Friday, June 19, 2026

Supreme Court upholds low-income hospital group’s decision on drug reimbursement



In a case with “enormous economic consequences”, especially one involving $1.6 billion, the U.S. Supreme Court unanimously approves domination wednesday The Department of Health and Human Services acted illegally by reducing drug reimbursement rates for certain hospital groups without an investigation.
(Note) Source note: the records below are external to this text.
use crate::pdf::BoundedPdf;
use pp_core::{Error, Result, Support};
use pp_prob::beta::{
    ab_to_mean_variance, check_shape, ln_beta, mean_variance_to_ab, regularized_incomplete,
};
use pp_prob::math::{xlog1py, xlogy};

/// Beta distribution on `[0, 1]`: `p(x) = x^(a-1) (1-x)^(b-1) / B(a, b)`.
#[derive(Debug, Clone)]
pub struct BetaPdf {
    alpha: f64,
    beta: f64,
    ln_norm: f64,
}

impl BetaPdf {
    /// Create a Beta law with shapes `alpha > 0`, `beta > 0`.
    pub fn new(alpha: f64, beta: f64) -> Result<Self> {
        check_shape(alpha, beta)?;
        Ok(Self { alpha, beta, ln_norm: ln_beta(alpha, beta) })
    }

    /// Create a Beta law from its mean and variance.
    pub fn from_mean_variance(mean: f64, variance: f64) -> Result<Self> {
        let (a, b) = mean_variance_to_ab(mean, variance)?;
        Self::new(a, b)
    }

    /// Shape parameters `(alpha, beta)`.
    pub fn shape(&self) -> (f64, f64) {
        (self.alpha, self.beta)
    }

    /// `(mean, variance)` of the law.
    pub fn mean_variance(&self) -> (f64, f64) {
        ab_to_mean_variance(self.alpha, self.beta)
    }
}

#[inline]
fn beta_kernel(alpha: f64, beta: f64, x: f64) -> f64 {
    xlogy(alpha - 1.0, x) + xlog1py(beta - 1.0, -x)
}

impl BoundedPdf for BetaPdf {
    fn support(&self) -> Support {
        Support { min: 0.0, max: 1.0 }
    }

    fn log_pdf_unclamped(&self, x: f64) -> f64 {
        beta_kernel(self.alpha, self.beta, x) - self.ln_norm
    }

    fn log_cdf_unclamped(&self, x: f64) -> f64 {
        regularized_incomplete(self.alpha, self.beta, x).ln()
    }
}

/// Beta law restricted to `[0, max]` and renormalized by `I_max(a, b)`.
#[derive(Debug, Clone)]
pub struct TruncatedBetaPdf {
    alpha: f64,
    beta: f64,
    max: f64,
    mass_below_max: f64,
    ln_norm: f64,
}

impl TruncatedBetaPdf {
    /// Create a truncated Beta law with shapes `alpha, beta > 0` and upper edge `0 < max <= 1`.
    pub fn new(alpha: f64, beta: f64, max: f64) -> Result<Self> {
        check_shape(alpha, beta)?;
        if !(max > 0.0 && max <= 1.0) {
            return Err(Error::InvalidParameter(format!(
                "TruncatedBetaPdf requires 0 < max <= 1, got {max}"
            )));
        }
        let mass_below_max = regularized_incomplete(alpha, beta, max);
        if !mass_below_max.is_finite() || mass_below_max <= 0.0 {
            return Err(Error::InvalidParameter(format!(
                "TruncatedBetaPdf has no mass below max={max} for alpha={alpha}, beta={beta}"
            )));
        }
        let ln_norm = ln_beta(alpha, beta) + mass_below_max.ln();
        Ok(Self { alpha, beta, max, mass_below_max, ln_norm })
    }

    /// Shape parameters `(alpha, beta)`.
    pub fn shape(&self) -> (f64, f64) {
        (self.alpha, self.beta)
    }
}

impl BoundedPdf for TruncatedBetaPdf {
    fn support(&self) -> Support {
        Support { min: 0.0, max: self.max }
    }

    fn log_pdf_unclamped(&self, x: f64) -> f64 {
        beta_kernel(self.alpha, self.beta, x) - self.ln_norm
    }

    fn log_cdf_unclamped(&self, x: f64) -> f64 {
        (regularized_incomplete(self.alpha, self.beta, x) / self.mass_below_max).min(1.0).ln()
    }
}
The case revolves around the 340B drug pricing program.

The 340B federal program includes more than 2,500 hospitals that serve low-income and uninsured patients and rely on subsidies to pay for outpatient drug costs, but the Department of Health and Human Services stopped reimbursement of outpatient drug costs to 340B hospitals in 2018 and 2019 when the department when adjusting their reimbursement rates.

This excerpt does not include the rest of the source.